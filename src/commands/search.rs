//! Search commands: search, distance.
//!
//! CHANGELOG:
//! - 10/18/2026 - Added distance diagnostics command
//! - 10/18/2026 - Initial implementation

use crate::config;
use crate::inventory::InventoryManager;
use crate::output::OutputControls;
use crate::search::{
    get_similarity, is_fuzzy_match, levenshtein_distance, score_field, FuzzyResult, MatchType,
    PartialSearchOptions, SearchOptions,
};
use anyhow::{bail, Context, Result};
use serde::Serialize;
use serde_json::Value;
use std::path::Path;

/// Arguments for the search command.
#[derive(Debug, Default)]
pub struct SearchArgs<'a> {
    pub query: &'a str,
    pub file: Option<&'a Path>,
    pub keys: Option<&'a str>,
    pub options_file: Option<&'a Path>,
    pub flags: PartialSearchOptions,
}

/// Search report for serialization.
#[derive(Debug, Serialize)]
pub struct SearchReport<'a> {
    pub query: &'a str,
    pub keys: &'a [String],
    pub options: SearchOptions,
    pub total_records: usize,
    pub results: Vec<FuzzyResult<'a, Value>>,
}

/// Split a comma-separated key list, dropping blanks.
fn parse_keys(keys: &str) -> Vec<String> {
    keys.split(',')
        .map(str::trim)
        .filter(|k| !k.is_empty())
        .map(String::from)
        .collect()
}

/// Resolve the keys to search: explicit list, else every string field.
pub fn resolve_keys(keys: Option<&str>, inventory: &InventoryManager) -> Vec<String> {
    match keys {
        Some(list) => parse_keys(list),
        None => inventory.string_fields(),
    }
}

/// Run a search and build its report.
pub fn build_report<'a>(
    inventory: &'a InventoryManager,
    query: &'a str,
    keys: &'a [String],
    options: SearchOptions,
) -> SearchReport<'a> {
    SearchReport {
        query,
        keys,
        options,
        total_records: inventory.len(),
        results: inventory.search(query, keys, &options),
    }
}

/// Text shown for a result: the matched field, else the first key present.
fn display_label<'a>(result: &FuzzyResult<'a, Value>, keys: &'a [String]) -> &'a str {
    result
        .matched_field
        .and_then(|field| result.item.get(field).and_then(Value::as_str))
        .or_else(|| {
            keys.iter()
                .find_map(|key| result.item.get(key.as_str()).and_then(Value::as_str))
        })
        .unwrap_or("<record>")
}

/// Search the inventory for a query.
pub fn search(args: &SearchArgs<'_>, output: &OutputControls) -> Result<()> {
    let options = config::resolve_options(args.options_file, &args.flags)
        .context("Failed to resolve search options")?;

    let inventory = match args.file {
        Some(path) => InventoryManager::load(path),
        None => InventoryManager::load_default(),
    }
    .context("Failed to load inventory")?;

    let keys = resolve_keys(args.keys, &inventory);
    if keys.is_empty() {
        bail!("No string fields to search - pass --keys or load records with text fields");
    }

    let report = build_report(&inventory, args.query, &keys, options);

    if output.json {
        output.print(&report);
        return Ok(());
    }

    if report.results.is_empty() {
        println!(
            "No matches for \"{}\" in {} records.",
            report.query, report.total_records
        );
        return Ok(());
    }

    println!(
        "Results for \"{}\" ({} of {} records):",
        report.query,
        report.results.len(),
        report.total_records
    );
    println!("{}", "-".repeat(60));
    for (rank, result) in report.results.iter().enumerate() {
        let field = result.matched_field.unwrap_or("-");
        let marker = if is_fuzzy_match(result.match_type) { " ~" } else { "" };
        println!(
            "{:>3}. {:.3}  {:<11}  {:<12}  {}{}",
            rank + 1,
            result.score,
            result.match_type.as_str(),
            field,
            display_label(result, &keys),
            marker
        );
    }

    Ok(())
}

/// Distance report for serialization.
#[derive(Debug, Serialize)]
pub struct DistanceReport<'a> {
    pub a: &'a str,
    pub b: &'a str,
    pub distance: usize,
    pub similarity: f64,
    pub match_type: MatchType,
    pub field_score: f64,
}

/// Compare two strings the way the search scores a field against a token.
pub fn distance_report<'a>(a: &'a str, b: &'a str) -> DistanceReport<'a> {
    let scored = score_field(a, b, &SearchOptions::default());
    DistanceReport {
        a,
        b,
        distance: levenshtein_distance(&a.to_lowercase(), &b.to_lowercase()),
        similarity: get_similarity(a, b),
        match_type: scored.match_type,
        field_score: scored.score,
    }
}

/// Print distance, similarity and field score of `b` against `a`.
pub fn distance(a: &str, b: &str, output: &OutputControls) -> Result<()> {
    let report = distance_report(a, b);

    if output.json {
        output.print(&report);
    } else {
        println!("\"{}\" vs \"{}\"", report.a, report.b);
        println!("  distance:    {}", report.distance);
        println!("  similarity:  {:.3}", report.similarity);
        println!("  field score: {:.3} ({})", report.field_score, report.match_type);
    }

    Ok(())
}

#[cfg(test)]
mod tests {
    use super::*;
    use serde_json::json;

    fn inventory() -> InventoryManager {
        InventoryManager::from_records(vec![
            json!({"model": "Mercury 115 FourStroke", "family": "FourStroke", "hp": 115}),
            json!({"model": "Verado 300", "family": "Verado", "hp": 300}),
        ])
    }

    #[test]
    fn test_parse_keys() {
        assert_eq!(parse_keys("model, family,,"), vec!["model", "family"]);
        assert!(parse_keys(" , ").is_empty());
    }

    #[test]
    fn test_resolve_keys_defaults_to_string_fields() {
        let keys = resolve_keys(None, &inventory());
        assert_eq!(keys, vec!["family", "model"]);
        assert_eq!(resolve_keys(Some("model"), &inventory()), vec!["model"]);
    }

    #[test]
    fn test_build_report() {
        let inventory = inventory();
        let keys = vec!["model".to_string()];
        let report = build_report(&inventory, "verado", &keys, SearchOptions::default());
        assert_eq!(report.total_records, 2);
        assert_eq!(report.results.len(), 1);
        assert_eq!(display_label(&report.results[0], &keys), "Verado 300");
    }

    #[test]
    fn test_report_serializes() {
        let inventory = inventory();
        let keys = vec!["family".to_string()];
        let report = build_report(&inventory, "verado", &keys, SearchOptions::default());
        let value = serde_json::to_value(&report).unwrap();
        assert_eq!(value["results"][0]["match_type"], "exact");
        assert_eq!(value["options"]["max_results"], 50);
    }

    #[test]
    fn test_distance_report() {
        let report = distance_report("FourStroke", "Forstroke");
        assert_eq!(report.distance, 1);
        assert!((report.similarity - 0.9).abs() < 1e-9);
        assert_eq!(report.match_type, MatchType::Fuzzy);
    }
}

######

> **ASSIGNED TASK**:
Wherever the string "query" occurs in the records, copy the line it is in.

> **SOLUTION BELOW**:
    pub query: &'a str,
    pub query: &'a str,
    query: &'a str,
        query,
        results: inventory.search(query, keys, &options),
/// Search the inventory for a query.
    let report = build_report(&inventory, args.query, &keys, options);
            report.query, report.total_records
        report.query,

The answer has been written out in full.